Top of DATA
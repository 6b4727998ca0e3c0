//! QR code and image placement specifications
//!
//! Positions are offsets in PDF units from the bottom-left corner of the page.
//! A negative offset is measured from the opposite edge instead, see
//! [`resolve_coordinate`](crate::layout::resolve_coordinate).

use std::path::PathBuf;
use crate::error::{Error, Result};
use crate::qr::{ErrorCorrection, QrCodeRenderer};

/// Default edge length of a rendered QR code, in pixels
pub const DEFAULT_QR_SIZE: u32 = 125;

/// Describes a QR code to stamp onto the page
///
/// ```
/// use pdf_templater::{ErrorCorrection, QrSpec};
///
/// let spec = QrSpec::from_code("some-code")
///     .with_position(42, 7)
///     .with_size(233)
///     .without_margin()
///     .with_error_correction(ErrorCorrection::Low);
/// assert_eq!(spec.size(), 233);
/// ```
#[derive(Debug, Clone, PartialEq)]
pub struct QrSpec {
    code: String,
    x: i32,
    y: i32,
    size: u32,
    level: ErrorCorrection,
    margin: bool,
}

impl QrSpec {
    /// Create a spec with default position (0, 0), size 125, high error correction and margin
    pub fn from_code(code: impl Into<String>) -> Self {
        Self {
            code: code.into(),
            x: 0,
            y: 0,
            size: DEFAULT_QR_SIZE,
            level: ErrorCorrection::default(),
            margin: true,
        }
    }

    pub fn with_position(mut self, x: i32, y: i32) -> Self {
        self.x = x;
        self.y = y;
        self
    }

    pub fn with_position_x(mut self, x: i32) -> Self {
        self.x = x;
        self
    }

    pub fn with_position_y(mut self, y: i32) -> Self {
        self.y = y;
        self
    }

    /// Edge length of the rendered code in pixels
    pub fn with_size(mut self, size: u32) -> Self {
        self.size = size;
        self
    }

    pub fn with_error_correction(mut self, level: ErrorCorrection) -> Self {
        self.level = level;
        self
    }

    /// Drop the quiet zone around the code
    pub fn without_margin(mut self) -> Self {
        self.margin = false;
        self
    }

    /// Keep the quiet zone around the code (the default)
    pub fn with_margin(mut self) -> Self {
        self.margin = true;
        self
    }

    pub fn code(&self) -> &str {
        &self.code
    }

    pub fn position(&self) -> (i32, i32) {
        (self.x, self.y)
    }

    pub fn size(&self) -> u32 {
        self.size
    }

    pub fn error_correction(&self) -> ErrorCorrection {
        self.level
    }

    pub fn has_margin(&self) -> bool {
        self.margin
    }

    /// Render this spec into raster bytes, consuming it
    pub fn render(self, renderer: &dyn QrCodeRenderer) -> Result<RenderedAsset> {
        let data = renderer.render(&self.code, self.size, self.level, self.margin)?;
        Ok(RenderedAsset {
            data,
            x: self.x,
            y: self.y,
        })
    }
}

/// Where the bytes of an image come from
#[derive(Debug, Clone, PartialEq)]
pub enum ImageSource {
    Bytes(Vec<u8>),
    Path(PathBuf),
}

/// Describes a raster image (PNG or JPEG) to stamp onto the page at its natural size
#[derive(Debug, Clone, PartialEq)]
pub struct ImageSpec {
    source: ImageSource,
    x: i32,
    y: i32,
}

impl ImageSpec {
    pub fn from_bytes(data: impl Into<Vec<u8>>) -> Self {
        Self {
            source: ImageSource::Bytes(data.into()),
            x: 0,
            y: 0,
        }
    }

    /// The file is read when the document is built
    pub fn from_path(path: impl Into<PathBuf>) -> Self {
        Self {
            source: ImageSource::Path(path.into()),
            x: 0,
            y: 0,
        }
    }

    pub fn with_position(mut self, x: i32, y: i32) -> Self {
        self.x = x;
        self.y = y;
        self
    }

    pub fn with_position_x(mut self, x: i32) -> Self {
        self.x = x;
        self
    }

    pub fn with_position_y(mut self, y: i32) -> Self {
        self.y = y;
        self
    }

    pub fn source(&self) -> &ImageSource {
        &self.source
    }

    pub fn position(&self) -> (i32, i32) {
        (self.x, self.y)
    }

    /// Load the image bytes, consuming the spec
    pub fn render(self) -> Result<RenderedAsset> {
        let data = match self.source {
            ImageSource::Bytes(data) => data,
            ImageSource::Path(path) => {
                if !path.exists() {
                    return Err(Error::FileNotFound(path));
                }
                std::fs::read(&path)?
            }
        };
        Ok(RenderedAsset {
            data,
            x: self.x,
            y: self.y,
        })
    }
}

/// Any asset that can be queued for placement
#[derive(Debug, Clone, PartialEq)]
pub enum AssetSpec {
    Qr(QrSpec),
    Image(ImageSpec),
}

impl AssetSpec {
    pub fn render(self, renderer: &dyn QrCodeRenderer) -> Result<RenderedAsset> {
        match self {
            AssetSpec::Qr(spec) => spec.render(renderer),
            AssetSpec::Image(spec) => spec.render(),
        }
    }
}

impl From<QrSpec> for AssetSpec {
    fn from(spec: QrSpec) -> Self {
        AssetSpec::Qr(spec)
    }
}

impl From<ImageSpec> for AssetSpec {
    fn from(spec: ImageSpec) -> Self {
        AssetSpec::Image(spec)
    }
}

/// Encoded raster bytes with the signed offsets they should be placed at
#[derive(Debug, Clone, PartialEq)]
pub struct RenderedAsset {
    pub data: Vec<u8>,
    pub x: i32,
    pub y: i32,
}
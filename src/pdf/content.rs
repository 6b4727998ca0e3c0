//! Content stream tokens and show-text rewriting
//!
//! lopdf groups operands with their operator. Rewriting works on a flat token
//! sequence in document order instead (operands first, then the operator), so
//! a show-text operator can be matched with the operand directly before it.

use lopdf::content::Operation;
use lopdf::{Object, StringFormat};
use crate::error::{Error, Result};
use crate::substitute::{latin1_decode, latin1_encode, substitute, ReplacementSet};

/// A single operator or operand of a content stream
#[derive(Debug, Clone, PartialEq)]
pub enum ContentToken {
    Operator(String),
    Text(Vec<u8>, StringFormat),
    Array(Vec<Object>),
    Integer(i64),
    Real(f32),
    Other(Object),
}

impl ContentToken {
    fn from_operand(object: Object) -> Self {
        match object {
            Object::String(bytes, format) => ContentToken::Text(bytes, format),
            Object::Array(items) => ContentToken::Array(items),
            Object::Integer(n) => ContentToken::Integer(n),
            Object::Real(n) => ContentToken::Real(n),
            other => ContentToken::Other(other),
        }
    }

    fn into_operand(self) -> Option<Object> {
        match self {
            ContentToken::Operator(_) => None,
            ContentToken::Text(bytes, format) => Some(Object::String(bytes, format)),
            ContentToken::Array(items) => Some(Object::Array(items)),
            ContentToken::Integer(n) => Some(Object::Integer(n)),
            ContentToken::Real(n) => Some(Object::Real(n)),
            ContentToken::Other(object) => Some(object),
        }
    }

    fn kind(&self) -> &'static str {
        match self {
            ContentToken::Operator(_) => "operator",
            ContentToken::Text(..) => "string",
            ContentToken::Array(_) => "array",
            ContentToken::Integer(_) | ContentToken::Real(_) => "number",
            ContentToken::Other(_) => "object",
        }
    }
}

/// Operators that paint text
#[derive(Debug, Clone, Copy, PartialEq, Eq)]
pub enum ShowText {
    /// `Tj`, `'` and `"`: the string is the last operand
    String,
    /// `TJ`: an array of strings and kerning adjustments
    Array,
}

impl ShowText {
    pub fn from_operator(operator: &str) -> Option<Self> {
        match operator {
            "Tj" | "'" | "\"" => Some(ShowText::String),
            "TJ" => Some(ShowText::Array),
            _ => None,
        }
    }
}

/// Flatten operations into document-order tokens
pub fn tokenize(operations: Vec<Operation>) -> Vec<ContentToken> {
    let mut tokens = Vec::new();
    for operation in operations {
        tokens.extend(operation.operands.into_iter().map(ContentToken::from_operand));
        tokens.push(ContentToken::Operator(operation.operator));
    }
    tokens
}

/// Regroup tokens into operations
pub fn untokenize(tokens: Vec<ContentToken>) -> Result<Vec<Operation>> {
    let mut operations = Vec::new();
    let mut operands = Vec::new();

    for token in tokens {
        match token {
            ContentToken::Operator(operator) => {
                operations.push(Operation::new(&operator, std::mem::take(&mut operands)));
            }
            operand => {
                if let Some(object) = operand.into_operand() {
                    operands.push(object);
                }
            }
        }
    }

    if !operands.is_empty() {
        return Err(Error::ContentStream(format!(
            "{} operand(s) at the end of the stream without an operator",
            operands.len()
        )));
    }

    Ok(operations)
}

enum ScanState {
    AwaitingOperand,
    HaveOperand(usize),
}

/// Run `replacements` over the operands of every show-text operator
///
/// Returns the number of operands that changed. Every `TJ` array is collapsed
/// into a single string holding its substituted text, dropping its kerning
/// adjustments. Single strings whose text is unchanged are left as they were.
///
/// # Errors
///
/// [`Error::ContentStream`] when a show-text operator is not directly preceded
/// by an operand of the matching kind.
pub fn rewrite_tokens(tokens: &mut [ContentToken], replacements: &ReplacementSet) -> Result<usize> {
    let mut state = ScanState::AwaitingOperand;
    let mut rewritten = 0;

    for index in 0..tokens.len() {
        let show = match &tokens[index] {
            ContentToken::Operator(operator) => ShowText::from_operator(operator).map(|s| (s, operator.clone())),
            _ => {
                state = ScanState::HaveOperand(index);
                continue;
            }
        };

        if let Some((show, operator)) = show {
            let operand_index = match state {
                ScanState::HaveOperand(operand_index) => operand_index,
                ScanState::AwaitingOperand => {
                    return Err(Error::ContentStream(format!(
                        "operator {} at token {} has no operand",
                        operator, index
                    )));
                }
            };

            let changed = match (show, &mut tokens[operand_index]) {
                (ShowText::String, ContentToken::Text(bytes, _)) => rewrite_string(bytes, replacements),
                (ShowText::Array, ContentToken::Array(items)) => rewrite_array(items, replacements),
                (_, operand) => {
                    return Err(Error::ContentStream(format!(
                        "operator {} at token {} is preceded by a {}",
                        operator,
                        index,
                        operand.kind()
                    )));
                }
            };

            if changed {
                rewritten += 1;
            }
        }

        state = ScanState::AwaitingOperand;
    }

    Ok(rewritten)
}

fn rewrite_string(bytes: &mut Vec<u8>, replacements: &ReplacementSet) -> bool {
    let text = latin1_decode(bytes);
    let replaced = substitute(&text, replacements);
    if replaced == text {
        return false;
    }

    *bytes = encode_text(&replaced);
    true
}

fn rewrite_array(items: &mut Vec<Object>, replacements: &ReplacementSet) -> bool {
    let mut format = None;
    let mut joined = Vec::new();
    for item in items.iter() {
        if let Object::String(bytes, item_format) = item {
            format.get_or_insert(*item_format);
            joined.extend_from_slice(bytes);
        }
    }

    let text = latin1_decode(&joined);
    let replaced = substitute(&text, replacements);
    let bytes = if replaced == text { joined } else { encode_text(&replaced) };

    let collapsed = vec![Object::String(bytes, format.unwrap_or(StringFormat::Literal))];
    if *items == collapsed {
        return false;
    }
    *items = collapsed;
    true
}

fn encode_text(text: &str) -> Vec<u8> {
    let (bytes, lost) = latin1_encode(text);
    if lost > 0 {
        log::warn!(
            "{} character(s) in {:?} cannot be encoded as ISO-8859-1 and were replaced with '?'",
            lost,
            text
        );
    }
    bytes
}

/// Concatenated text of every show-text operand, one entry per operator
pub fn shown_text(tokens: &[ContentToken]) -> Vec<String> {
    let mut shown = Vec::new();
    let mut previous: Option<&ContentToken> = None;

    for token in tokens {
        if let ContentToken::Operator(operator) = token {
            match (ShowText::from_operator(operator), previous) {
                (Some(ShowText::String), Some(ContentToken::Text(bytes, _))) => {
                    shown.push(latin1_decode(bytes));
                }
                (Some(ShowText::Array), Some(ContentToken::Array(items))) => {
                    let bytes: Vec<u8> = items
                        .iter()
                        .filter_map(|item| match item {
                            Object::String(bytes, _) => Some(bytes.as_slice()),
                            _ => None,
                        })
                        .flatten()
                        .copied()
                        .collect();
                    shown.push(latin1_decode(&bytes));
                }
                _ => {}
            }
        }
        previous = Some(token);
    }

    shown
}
Bottom of DATA
WHAT IS BEING ASKED >>
Where a line in the material above holds "around", copy that line.

SOLUTION TO THE PROBLEM >>
    /// Drop the quiet zone around the code
    /// Keep the quiet zone around the code (the default)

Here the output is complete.